VBA is the version of Visual Basic shipped with Microsoft Office. At this time, it’s impossible to un-stick VBA code from host application main limitations. For example, an Excel Worksheet is limited to 1,048,576 rows, if user need more storage space a new Worksheet is required.

At the same time, Microsoft aims the 32-bit version of Excel is limited to 4GB of RAM, on x64 OS’s, for most recent versions and to 2GB for versions up to 2013. Again, VBA can’t avoid this limitation.

By the fact CSV interface works, primarily, with Variant/Strings and VBA uses 10 bytes + string length for store this data type, a huge working load can let application run out of memory. Then, it’s crucial to set some boundary over the file size users can work from the CSV interface library.

To achieve this, the first step is to study the performance of the VBA-CSV interface when parsing 5K records from the top and from the end of files with varying size, and then establish the recommended maximum amount of data that can be handled from the interface.

The pursued goal is to determine the behavior of the solution as the file size increases, due the following affirmation: as the peak memory used reach the limit of the available memory, VBA face a performance loss.

To accomplish the first step of this analysis, we’ll test the library agains the old version of the CSV interface.

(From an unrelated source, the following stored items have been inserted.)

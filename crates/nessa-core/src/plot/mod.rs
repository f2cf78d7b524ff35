//! Diagnostic plot rendering.

mod profile;
mod spectra;

pub use profile::render_flux_profile;
pub use spectra::render_spectrum_grid;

The below graphs show the benchmark results for a set of CSV files with size ranked from almost 12 MB to almost 383 MB. Readers can download all the CSV used for this test here.

⚠️Caution

The assets.zip file contains a .7z file inside. At least 629 MB of free disk space is required in order to decompress the files to the computer’s hard drive.

Benchmark

Benchmark2

Up to here, we encountered the fact the new VBA-CSV interface is about 8 to 174 times faster than the old version when reading the first 5,001 records from files. In the same way, the new and the old version of the CSV interface have practically the same performance when reading the last 5,001 records from little sized files.

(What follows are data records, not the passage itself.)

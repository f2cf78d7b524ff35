//! The analysis driver: matches discovered histogram files to the fixed
//! detector array, normalizes each spectrum, and collects results keyed
//! by detector index. One forward pass, no state shared across
//! detectors.

mod discovery;

pub use discovery::{DiscoveredHistograms, discover_histogram_files};

use crate::config::BeamlineConfig;
use crate::domain::{AnalysisResult, NormalizedSpectrum};
use crate::modules::histogram::read_histogram_file;
use crate::modules::normalize::{classify_edges, integrate_flux, normalize_spectrum};
use std::collections::BTreeMap;
use std::path::PathBuf;

/// One summary row per processed detector, in detector order.
#[derive(Debug, Clone, PartialEq)]
pub struct DetectorReport {
    pub detector_index: usize,
    pub detector_name: &'static str,
    pub bin_count: usize,
    pub integrated_flux: f64,
}

#[derive(Debug, Clone, Default)]
pub struct AnalysisOutcome {
    pub results: BTreeMap<usize, NormalizedSpectrum>,
    pub reports: Vec<DetectorReport>,
    /// Detectors whose edge sequence fit neither recorded convention.
    pub flagged_detectors: usize,
    /// Histogram lines dropped by the best-effort parser, summed over
    /// all processed files.
    pub discarded_lines: usize,
}

impl AnalysisOutcome {
    pub fn is_empty(&self) -> bool {
        self.results.is_empty()
    }
}

/// Runs the per-detector pass over the discovered histogram files.
///
/// A detector with no matching file, an empty histogram, or a flagged
/// edge layout is omitted from the results; an unreadable matched file
/// is fatal.
pub fn analyze_histograms(
    files: &[PathBuf],
    config: &BeamlineConfig,
    event_count: f64,
) -> AnalysisResult<AnalysisOutcome> {
    let mut outcome = AnalysisOutcome::default();
    let detector_volume_cm3 = config.detector_volume_cm3();

    for detector_index in 0..config.detector_count() {
        let Some(detector_name) = config.detector_name(detector_index) else {
            continue;
        };
        let Some(path) = matching_file(files, detector_name) else {
            tracing::debug!(detector = detector_name, "no histogram file; detector omitted");
            continue;
        };

        let parsed = read_histogram_file(path)?;
        outcome.discarded_lines += parsed.discarded_lines;
        if parsed.discarded_lines > 0 {
            tracing::debug!(
                detector = detector_name,
                discarded = parsed.discarded_lines,
                "skipped malformed histogram lines"
            );
        }

        let histogram = parsed.histogram;
        if histogram.is_empty() {
            tracing::debug!(detector = detector_name, "empty histogram; detector omitted");
            continue;
        }

        if classify_edges(histogram.edges.len(), histogram.contents.len()).is_none() {
            outcome.flagged_detectors += 1;
            tracing::warn!(
                detector = detector_name,
                edges = histogram.edges.len(),
                bins = histogram.contents.len(),
                "edge sequence fits neither convention; detector omitted"
            );
            continue;
        }

        let spectrum = normalize_spectrum(&histogram, event_count, detector_volume_cm3)?;
        outcome.reports.push(DetectorReport {
            detector_index,
            detector_name,
            bin_count: spectrum.bin_count(),
            integrated_flux: integrate_flux(&spectrum),
        });
        outcome.results.insert(detector_index, spectrum);
    }

    Ok(outcome)
}

/// First sorted file whose name contains the detector name. Exact names
/// sort ahead of their prefixed variants, so `Dtctr1` selects
/// `..._Dtctr1.csv` over `..._Dtctr10.csv`.
fn matching_file<'a>(files: &'a [PathBuf], detector_name: &str) -> Option<&'a PathBuf> {
    files.iter().find(|path| {
        path.file_name()
            .map(|name| name.to_string_lossy().contains(detector_name))
            .unwrap_or(false)
    })
}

The data shows that the file size is controlling the performance of the old version of the CSV interface: increasing the size increases the time required to parse the data, no matter the number of records to be parsed.

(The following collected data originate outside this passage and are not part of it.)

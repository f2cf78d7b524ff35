use super::helpers::parse_event_count;
use super::{Cli, CliError};
use nessa_core::config::{
    BeamlineConfig, DEFAULT_EVENT_COUNT, HIST_PATTERN_PRIMARY, NTUPLE_FILE_NAME,
    PROFILE_PLOT_FILE_NAME, SPECTRA_PLOT_FILE_NAME,
};
use nessa_core::modules::ntuple::{read_ntuple_file, summarize_hits};
use nessa_core::modules::writer::write_normalized_spectra;
use nessa_core::pipeline::{analyze_histograms, discover_histogram_files};
use nessa_core::plot::{render_flux_profile, render_spectrum_grid};
use std::path::Path;

pub(super) fn run_analyze_command(cli: Cli) -> Result<i32, CliError> {
    let event_count = match cli.events.as_deref() {
        Some(raw) => parse_event_count(raw)?,
        None => DEFAULT_EVENT_COUNT,
    };
    let work_dir = cli.work_dir;
    let config = BeamlineConfig::default();

    println!("{}", "=".repeat(70));
    println!("NESSA Geant4 Simulation Post-Processing");
    println!("{}", "=".repeat(70));

    let discovered = discover_histogram_files(&work_dir).map_err(CliError::Analysis)?;
    if discovered.used_fallback_pattern {
        println!("No histogram CSV files found ({HIST_PATTERN_PRIMARY})");
        println!("Looking for alternative naming...");
    }

    if discovered.files.is_empty() {
        println!();
        println!("ERROR: No output files found!");
        println!("Run the simulation first: ./nessa_sim macros/run.mac");
        println!();
        println!("Alternatively, process the ntuple directly...");

        let ntuple_path = work_dir.join(NTUPLE_FILE_NAME);
        if ntuple_path.exists() {
            println!("Found ntuple: {NTUPLE_FILE_NAME}");
            return run_ntuple_fallback(&ntuple_path, &config);
        }
        return Ok(0);
    }

    println!();
    println!("Number of source events: {event_count:.2e}");
    println!("Detector volume: {:.4} cm³", config.detector_volume_cm3());
    println!("Found {} histogram files", discovered.files.len());
    println!();

    let outcome =
        analyze_histograms(&discovered.files, &config, event_count).map_err(CliError::Analysis)?;
    tracing::debug!(
        detectors = outcome.results.len(),
        flagged = outcome.flagged_detectors,
        discarded_lines = outcome.discarded_lines,
        "analysis pass complete"
    );
    for report in &outcome.reports {
        println!(
            "  {}: {} bins, integrated flux = {:.3e} 1/cm²/source",
            report.detector_name, report.bin_count, report.integrated_flux
        );
    }

    if outcome.is_empty() {
        println!();
        println!("No valid histogram data found.");
        return Ok(0);
    }

    let spectra_path = work_dir.join(SPECTRA_PLOT_FILE_NAME);
    render_spectrum_grid(&spectra_path, &outcome.results, &config, event_count)
        .map_err(CliError::Analysis)?;
    println!("Spectra plot saved: {}", spectra_path.display());

    let profile_path = work_dir.join(PROFILE_PLOT_FILE_NAME);
    let profile_written =
        render_flux_profile(&profile_path, &outcome.results, &config).map_err(CliError::Analysis)?;
    if profile_written {
        println!("Flux profile plot saved: {}", profile_path.display());
    }

    write_normalized_spectra(&work_dir, &outcome.results, &config, event_count)
        .map_err(CliError::Analysis)?;
    println!();
    println!("Normalized spectra saved as nspect_*_normalized.dat");

    Ok(0)
}

fn run_ntuple_fallback(ntuple_path: &Path, config: &BeamlineConfig) -> Result<i32, CliError> {
    println!();
    println!("Processing ntuple: {}", ntuple_path.display());

    let hits = read_ntuple_file(ntuple_path).map_err(CliError::Analysis)?;
    println!("Total hits: {}", hits.len());

    for summary in summarize_hits(&hits, config) {
        println!(
            "  {}: {} hits, E range: {:.4e} - {:.4e} MeV",
            summary.detector_name,
            summary.hit_count,
            summary.energy_min_mev,
            summary.energy_max_mev
        );
    }

    Ok(0)
}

CSV file size considerations

The above experimental results make smooth to arrive to the following conclusions:

  • VBA-CSV interface is suitable to almost any Microsoft Office Excel user. It can handle considerably large CSV files (383 MB) without any problem.
  • Work with files over 191 MB can slow down the VBA performance. Import all the records of this kind of files is not recommended.
  • The amount of data to be parsed controls the VBA-CSV interface performance, not the file size.

⚠️Caution

In theory, the target CSV can’t have size greater than 2GB. This because VBA-CSV interface use LONG datatype when parsing. So, if you want to process files larger than 2GB, you’ll need to use another solution instead.